§ **Exercise requirements**: Select and copy out every line in the records containing "AvScannedAt".

§ **Task data**:

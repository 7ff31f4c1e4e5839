//! Command line interface.

use clap::{Args, Parser, Subcommand};

#[derive(Parser, Debug)]
#[command(
    name = "kyc",
    about = "Identity document intake, antivirus scanning and retention",
    version
)]
pub struct Cli {
    #[command(subcommand)]
    pub command: Option<Command>,
}

#[derive(Subcommand, Debug)]
pub enum Command {
    /// Start the HTTP service, the scan worker and the scheduler (default command)
    Serve(ServeArgs),
    /// Apply pending database migrations
    Migrate,
    /// Delete documents whose retention period has passed
    Purge(PurgeArgs),
    /// List documents still waiting for an antivirus verdict
    StaleScans(StaleScansArgs),
}

#[derive(Args, Debug, Default)]
pub struct ServeArgs {
    /// Override the configured port for the HTTP server
    #[arg(long)]
    pub port: Option<u16>,
    /// Serve HTTP only; scans and scheduled tasks run elsewhere
    #[arg(long)]
    pub no_worker: bool,
}

#[derive(Args, Debug)]
pub struct PurgeArgs {
    /// Report what would be deleted without deleting anything
    #[arg(long)]
    pub dry_run: bool,
}

#[derive(Args, Debug)]
pub struct StaleScansArgs {
    /// Minimum age in minutes (defaults to `kyc.stale_scan_minutes`)
    #[arg(long)]
    pub minutes: Option<i64>,
    /// Maximum number of documents to list
    #[arg(long, default_value_t = 500)]
    pub limit: u64,
    /// Queue a fresh scan job for every listed document
    #[arg(long)]
    pub requeue: bool,
}
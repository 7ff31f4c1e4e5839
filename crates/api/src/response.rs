//! API response types.

use axum::{
    Json,
    http::StatusCode,
    response::{IntoResponse, Response},
};
use serde::Serialize;

/// Standard API response wrapper.
///
/// Errors are rendered by `AppError`'s own `IntoResponse`.
#[derive(Debug, Serialize)]
pub struct ApiResponse<T: Serialize> {
    /// Response payload.
    pub data: T,
}

impl<T: Serialize> ApiResponse<T> {
    /// Create a success response.
    pub const fn ok(data: T) -> Self {
        Self { data }
    }

    /// Create a response for a newly created resource.
    pub const fn created(data: T) -> Created<T> {
        Created(Self { data })
    }
}

impl<T: Serialize> IntoResponse for ApiResponse<T> {
    fn into_response(self) -> Response {
        (StatusCode::OK, Json(self)).into_response()
    }
}

/// Success response with `201 Created`.
#[derive(Debug)]
pub struct Created<T: Serialize>(ApiResponse<T>);

impl<T: Serialize> IntoResponse for Created<T> {
    fn into_response(self) -> Response {
        (StatusCode::CREATED, Json(self.0)).into_response()
    }
}
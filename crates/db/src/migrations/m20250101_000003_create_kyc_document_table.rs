//! Create `kyc_document` table migration.

use sea_orm_migration::prelude::*;

#[derive(DeriveMigrationName)]
pub struct Migration;

#[async_trait::async_trait]
impl MigrationTrait for Migration {
    async fn up(&self, manager: &SchemaManager) -> Result<(), DbErr> {
        manager
            .create_table(
                Table::create()
                    .table(KycDocument::Table)
                    .if_not_exists()
                    .col(
                        ColumnDef::new(KycDocument::Id)
                            .string_len(32)
                            .not_null()
                            .primary_key(),
                    )
                    .col(ColumnDef::new(KycDocument::SubmissionId).string_len(32).not_null())
                    .col(ColumnDef::new(KycDocument::UserId).string_len(32).not_null())
                    .col(ColumnDef::new(KycDocument::DocType).string_len(32).not_null())
                    .col(ColumnDef::new(KycDocument::OriginalName).string_len(256).not_null())
                    .col(ColumnDef::new(KycDocument::DeclaredMime).string_len(128).not_null())
                    .col(ColumnDef::new(KycDocument::DetectedMime).string_len(128).not_null())
                    .col(ColumnDef::new(KycDocument::Size).big_integer().not_null())
                    .col(ColumnDef::new(KycDocument::Disk).string_len(64).not_null())
                    .col(ColumnDef::new(KycDocument::Path).string_len(1024).not_null())
                    .col(
                        ColumnDef::new(KycDocument::AvStatus)
                            .string_len(16)
                            .not_null()
                            .default("pending"),
                    )
                    .col(ColumnDef::new(KycDocument::AvScannedAt).timestamp_with_time_zone())
                    .col(ColumnDef::new(KycDocument::AvMessage).text())
                    .col(
                        ColumnDef::new(KycDocument::CreatedAt)
                            .timestamp_with_time_zone()
                            .not_null()
                            .default(Expr::current_timestamp()),
                    )
                    .foreign_key(
                        ForeignKey::create()
                            .name("fk_kyc_document_submission")
                            .from(KycDocument::Table, KycDocument::SubmissionId)
                            .to(KycSubmission::Table, KycSubmission::Id)
                            .on_delete(ForeignKeyAction::Cascade),
                    )
                    .to_owned(),
            )
            .await?;

        // Index: submission_id (documents of a submission, purge selection)
        manager
            .create_index(
                Index::create()
                    .name("idx_kyc_document_submission_id")
                    .table(KycDocument::Table)
                    .col(KycDocument::SubmissionId)
                    .to_owned(),
            )
            .await?;

        // Index: (av_status, created_at) for the stale scan report
        manager
            .create_index(
                Index::create()
                    .name("idx_kyc_document_av_status_created_at")
                    .table(KycDocument::Table)
                    .col(KycDocument::AvStatus)
                    .col(KycDocument::CreatedAt)
                    .to_owned(),
            )
            .await?;

        Ok(())
    }

    async fn down(&self, manager: &SchemaManager) -> Result<(), DbErr> {
        manager
            .drop_table(Table::drop().table(KycDocument::Table).to_owned())
            .await
    }
}

#[derive(Iden)]
enum KycDocument {
    Table,
    Id,
    SubmissionId,
    UserId,
    DocType,
    OriginalName,
    DeclaredMime,
    DetectedMime,
    Size,
    Disk,
    Path,
    AvStatus,
    AvScannedAt,
    AvMessage,
    CreatedAt,
}

#[derive(Iden)]
enum KycSubmission {
    Table,
    Id,
}
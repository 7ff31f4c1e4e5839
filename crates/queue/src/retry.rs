//! Retry configuration for scan jobs.

#![allow(missing_docs)]

use std::time::Duration;

use kyc_common::KycConfig;

/// Retry configuration with a fixed backoff.
#[derive(Debug, Clone)]
pub struct RetryConfig {
    /// Total delivery attempts, including the first.
    pub max_attempts: u32,
    /// Delay before each retry.
    pub backoff: Duration,
}

impl Default for RetryConfig {
    fn default() -> Self {
        Self {
            max_attempts: 3,
            backoff: Duration::from_secs(30),
        }
    }
}

impl RetryConfig {
    /// Retry settings from the `kyc` config section.
    #[must_use]
    pub fn from_config(config: &KycConfig) -> Self {
        Self {
            max_attempts: config.scan_max_attempts.max(1),
            backoff: Duration::from_secs(config.scan_backoff_secs),
        }
    }

    /// Delay before the attempt following `attempt` (1-indexed).
    #[must_use]
    pub const fn delay_after(&self, _attempt: u32) -> Duration {
        self.backoff
    }

    /// Check if another attempt follows a failed `attempt` (1-indexed).
    #[must_use]
    pub const fn should_retry(&self, attempt: u32) -> bool {
        attempt < self.max_attempts
    }
}
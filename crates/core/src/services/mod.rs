//! Business logic services.

#![allow(missing_docs)]

pub mod av_scan;
pub mod kyc_intake;
pub mod kyc_review;
pub mod kyc_view;
pub mod magic;
pub mod quarantine;
pub mod retention;
pub mod scan_queue;
pub mod scanner;

pub use av_scan::{AvScanService, ScanOutcome, SkipReason};
pub use kyc_intake::{KycIntakeService, UploadedDocument};
pub use kyc_review::{KycReviewService, KycStatusView};
pub use kyc_view::{DocumentView, SubmissionView, SubmissionViewLoader, UserVerification};
pub use magic::{MagicByteValidator, SniffedType, sniff};
pub use quarantine::QuarantineManager;
pub use retention::{
    PurgeCandidate, PurgeFailure, PurgeReport, PurgeRowFailure, RetentionService,
};
pub use scan_queue::{NoOpScanQueue, ScanQueue, ScanQueueService};
pub use scanner::{ClamScanner, ScanVerdict, VirusScanner};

§ **Completed task**:
                    .col(ColumnDef::new(KycDocument::AvScannedAt).timestamp_with_time_zone())
    AvScannedAt,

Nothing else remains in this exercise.